The Biden administration is crafting a rule that will require all private employers with more than 100 workers to mandate COVID-19 vaccinations or frequent testing in an effort to boost the nation’s vaccination rate. The requirement won’t change much for the NBA, which already requires regular testing for unvaccinated players.
The NBA mandated vaccinations for all team personnel who work near the court, as well as referees, but it declined to require players to get the shot amid uproar from the players union. Unvaccinated players must undergo regular testing and wear a mask in team facilities. They’re also prohibited from sitting next to vaccinated teammates.
Despite no mandate, many teams report that 100 percent of their players are fully vaccinated, including the San Antonio Spurs, Los Angeles Lakers, Utah Jazz, Portland Trail Blazers, Houston Rockets, Charlotte Hornets and New York Knicks.

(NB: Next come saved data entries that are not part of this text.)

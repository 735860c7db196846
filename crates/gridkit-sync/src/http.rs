//! HTTP template store client.
//!
//! Endpoints, relative to the configured base URL:
//! - `GET  /dashboard-templates?dashboard={layout_type}`
//! - `PATCH /dashboard-templates/{id}` with `{"templateConfig": partial}`
//!
//! Both responses wrap their payload as `{"data": ...}`.

use async_trait::async_trait;
use reqwest::Client;
use serde::de::DeserializeOwned;
use serde::{Deserialize, Serialize};

use gridkit_core::StoreError;
use gridkit_layout::PartialTemplateConfig;
use gridkit_settings::StoreSettings;

use crate::store::{DashboardTemplate, TemplateStore};

#[derive(Deserialize)]
struct Envelope<T> {
    data: T,
}

#[derive(Serialize)]
#[serde(rename_all = "camelCase")]
struct PatchBody<'a> {
    template_config: &'a PartialTemplateConfig,
}

/// reqwest-backed [`TemplateStore`]
#[derive(Debug, Clone)]
pub struct HttpTemplateStore {
    client: Client,
    base_url: String,
    timeout_ms: u64,
}

impl HttpTemplateStore {
    pub fn new(settings: &StoreSettings) -> Result<Self, StoreError> {
        let client = Client::builder()
            .timeout(settings.timeout())
            .build()
            .map_err(|e| StoreError::Request {
                message: format!("Failed to build HTTP client: {}", e),
            })?;

        Ok(Self {
            client,
            base_url: settings.base_url.trim_end_matches('/').to_string(),
            timeout_ms: settings.timeout_ms,
        })
    }

    pub fn base_url(&self) -> &str {
        &self.base_url
    }

    fn templates_url(&self) -> String {
        format!("{}/dashboard-templates", self.base_url)
    }

    fn template_url(&self, template_id: i64) -> String {
        format!("{}/dashboard-templates/{}", self.base_url, template_id)
    }

    fn transport_error(&self, err: reqwest::Error) -> StoreError {
        if err.is_timeout() {
            StoreError::Timeout {
                timeout_ms: self.timeout_ms,
            }
        } else {
            StoreError::Request {
                message: err.to_string(),
            }
        }
    }

    async fn read_data<T: DeserializeOwned>(
        &self,
        response: reqwest::Response,
    ) -> Result<T, StoreError> {
        let status = response.status();
        if !status.is_success() {
            let body = response.text().await.unwrap_or_default();
            return Err(StoreError::Status {
                status: status.as_u16(),
                body,
            });
        }

        let text = response.text().await.map_err(|e| self.transport_error(e))?;
        decode_envelope(&text)
    }
}

fn decode_envelope<T: DeserializeOwned>(text: &str) -> Result<T, StoreError> {
    serde_json::from_str::<Envelope<T>>(text)
        .map(|envelope| envelope.data)
        .map_err(|e| StoreError::Decode {
            reason: e.to_string(),
        })
}

#[async_trait]
impl TemplateStore for HttpTemplateStore {
    async fn fetch_templates(
        &self,
        layout_type: &str,
    ) -> Result<Vec<DashboardTemplate>, StoreError> {
        let url = self.templates_url();
        tracing::debug!("Fetching {} templates from {}", layout_type, url);

        let response = self
            .client
            .get(&url)
            .query(&[("dashboard", layout_type)])
            .send()
            .await
            .map_err(|e| self.transport_error(e))?;

        self.read_data(response).await
    }

    async fn patch_template(
        &self,
        template_id: i64,
        partial: &PartialTemplateConfig,
    ) -> Result<DashboardTemplate, StoreError> {
        let url = self.template_url(template_id);
        tracing::debug!(
            "Patching template {} ({:?})",
            template_id,
            partial.breakpoints()
        );

        let response = self
            .client
            .patch(&url)
            .json(&PatchBody {
                template_config: partial,
            })
            .send()
            .await
            .map_err(|e| self.transport_error(e))?;

        self.read_data(response).await
    }
}

#[cfg(test)]
mod tests {
    use super::*;
    use gridkit_layout::{Breakpoint, WireItem};
    use serde_json::json;

    fn store(base_url: &str) -> HttpTemplateStore {
        HttpTemplateStore::new(&StoreSettings {
            base_url: base_url.to_string(),
            timeout_ms: 500,
        })
        .unwrap()
    }

    #[test]
    fn test_urls() {
        let store = store("https://console.example.com/api/chrome-service/v1/");
        assert_eq!(
            store.templates_url(),
            "https://console.example.com/api/chrome-service/v1/dashboard-templates"
        );
        assert_eq!(
            store.template_url(12),
            "https://console.example.com/api/chrome-service/v1/dashboard-templates/12"
        );
    }

    #[test]
    fn test_patch_body_shape() {
        let mut partial = PartialTemplateConfig::default();
        partial.set(Breakpoint::Lg, vec![WireItem::new("chart#1", 0, 0, 1, 1)]);
        let body = serde_json::to_value(PatchBody {
            template_config: &partial,
        })
        .unwrap();
        assert_eq!(
            body,
            json!({"templateConfig": {"lg": [{"i": "chart#1", "x": 0, "y": 0, "w": 1, "h": 1, "title": ""}]}})
        );
    }

    #[test]
    fn test_decode_envelope() {
        let templates: Vec<DashboardTemplate> = decode_envelope(
            r#"{"data": [{"id": 3, "default": true, "templateConfig": {"sm": []}}]}"#,
        )
        .unwrap();
        assert_eq!(templates[0].id, 3);

        let err = decode_envelope::<Vec<DashboardTemplate>>(r#"[{"id": 3}]"#).unwrap_err();
        assert!(matches!(err, StoreError::Decode { .. }));
    }

    #[tokio::test]
    async fn test_unreachable_store_is_request_error() {
        let store = store("http://127.0.0.1:1");
        let err = store.fetch_templates("landingPage").await.unwrap_err();
        assert!(matches!(
            err,
            StoreError::Request { .. } | StoreError::Timeout { .. }
        ));
    }
}
fn main() {
    // Stamp the build date into the binary
    let build_date = chrono::Utc::now()
        .format("%Y-%m-%d %H:%M:%S UTC")
        .to_string();
    println!("cargo:rustc-env=BUILD_DATE={}", build_date);
}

Some players have pushed back on the narrative that the league has an anti-vaccine problem. All-Star guard C.J. McCollum, president of the National Basketball Players Association, tweeted that “it’s important we don’t lose sight of the fact that 90 percent of the league is vaccinated.”
Several stars, including NBA Finals MVP Giannis Antetokounmpo and All-Star guard Ja Morant, said they got vaccinated to protect their family.
“I got vaccinated early ... I have a baby girl. I travel a lot. I can’t bring COVID back to her,” Morant told reporters Monday.
And the NBA has launched a series of pro-vaccination campaigns featuring notable players such as Milwaukee Bucks guard Jrue Holiday, Charlotte Hornets forward Gordon Hayward and Hall of Fame center Bill Russell.
The NBA isn’t alone in falling short with vaccine mandates. None of the other four major U.S. professional sports leagues have required their players to get the shot.
But the NFL has enacted tougher rules that require teams to forfeit a game if they are unable to play due to outbreaks caused by unvaccinated players. The league will also fine unvaccinated players if they violate the league’s COVID-19 protocols. As of September, 93 percent of NFL players have been vaccinated, the league said.
Two professional sports leagues, MLB and the NHL, have player vaccination rates around 85 percent, according to NBC Sports; the NHL wants to reach 98 percent before the season starts in October. The MLB’s less stringent rules opt to relax restrictions on entire teams that reach the 85 percent vaccination rate.
In June, the WNBA became the first major North American professional sports league to announce that it reached near-total vaccination, with 99 percent of its players fully vaccinated.